• [Goal of the exercise]: Every line that holds the word "enum" needs to be copied from the data below.

• [Available data]:

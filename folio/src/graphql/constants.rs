// SPDX-License-Identifier: AGPL-3.0-or-later

//! String identifiers for GraphQL types and scalars registered to the root schema as well as fixed
//! field and argument names.

// Type and scalar identifiers.

/// Name of the root query object.
pub const QUERY: &str = "Query";

/// Name of the root mutation object.
pub const MUTATION: &str = "Mutation";

/// GraphQL scalar representing arbitrary JSON values.
pub const JSON_SCALAR: &str = "JSON";

/// GraphQL scalar representing dates as ISO 8601 strings.
pub const DATE_TIME_SCALAR: &str = "DateTime";

/// GraphQL enum of all configured locales plus `all`.
pub const LOCALE_INPUT_TYPE: &str = "LocaleInputType";

/// GraphQL enum of all configured locales plus `none`.
pub const FALLBACK_LOCALE_INPUT_TYPE: &str = "FallbackLocaleInputType";

/// GraphQL object returned by the root access query.
pub const ACCESS_TYPE: &str = "Access";

/// GraphQL object describing a single permission.
pub const PERMISSION_TYPE: &str = "Permission";

/// Filter input type for string values.
pub const TEXT_OPERATOR: &str = "TextOperator";

/// Filter input type for number values.
pub const NUMBER_OPERATOR: &str = "NumberOperator";

/// Filter input type for date values.
pub const DATE_OPERATOR: &str = "DateOperator";

/// Filter input type for boolean values.
pub const BOOLEAN_OPERATOR: &str = "BooleanOperator";

/// Filter input type for relationship and upload values.
pub const RELATION_OPERATOR: &str = "RelationOperator";

/// Filter input type for JSON and rich text values.
pub const JSON_OPERATOR: &str = "JsonOperator";

/// Filter input type for point values.
pub const POINT_OPERATOR: &str = "PointOperator";

// Field and argument names and pre-/suffixes.

/// Root query returning the permissions of the current user.
pub const ACCESS_QUERY: &str = "Access";

/// Field of the access object telling if the current user may use the admin panel.
pub const CAN_ACCESS_ADMIN_FIELD: &str = "canAccessAdmin";

/// Synthetic identifier field.
pub const ID_FIELD: &str = "id";

/// Discriminator of block entries.
pub const BLOCK_TYPE_FIELD: &str = "blockType";

/// Field of polymorphic relationship values naming the target collection.
pub const RELATION_TO_FIELD: &str = "relationTo";

/// Field of polymorphic relationship values holding the related document.
pub const VALUE_FIELD: &str = "value";

/// Password field added to create inputs of auth collections.
pub const PASSWORD_FIELD: &str = "password";

/// Field of session tokens naming the collection of the user.
pub const COLLECTION_FIELD: &str = "collection";

/// Argument string used for passing a document id into a query.
pub const ID_ARG: &str = "id";

/// Argument string used for passing document data into a mutation.
pub const DATA_ARG: &str = "data";

/// Argument string used to read or write drafts.
pub const DRAFT_ARG: &str = "draft";

/// Argument string used to mark an update as autosave.
pub const AUTOSAVE_ARG: &str = "autosave";

/// Argument string used for passing a filter into a query.
pub const WHERE_ARG: &str = "where";

/// Argument string used for passing the requested locale.
pub const LOCALE_ARG: &str = "locale";

/// Argument string used for passing the fallback locale.
pub const FALLBACK_LOCALE_ARG: &str = "fallbackLocale";

/// Argument string used for passing the page size.
pub const LIMIT_ARG: &str = "limit";

/// Argument string used for passing the requested page.
pub const PAGE_ARG: &str = "page";

/// Argument string used for passing the sort order.
pub const SORT_ARG: &str = "sort";

/// Suffix of filter input types.
pub const WHERE_SUFFIX: &str = "_where";

/// Separator of nested field paths in filter input types.
pub const PATH_SEPARATOR: &str = "__";

/// Suffix of block object types.
pub const BLOCK_SUFFIX: &str = "Block";

/// Complexity estimate of relationship and upload fields without an explicit one.
pub const RELATION_COMPLEXITY: usize = 10;

/// Complexity estimate of all other fields.
pub const DEFAULT_COMPLEXITY: usize = 1;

• [Exercise output]:
/// GraphQL enum of all configured locales plus `all`.
/// GraphQL enum of all configured locales plus `none`.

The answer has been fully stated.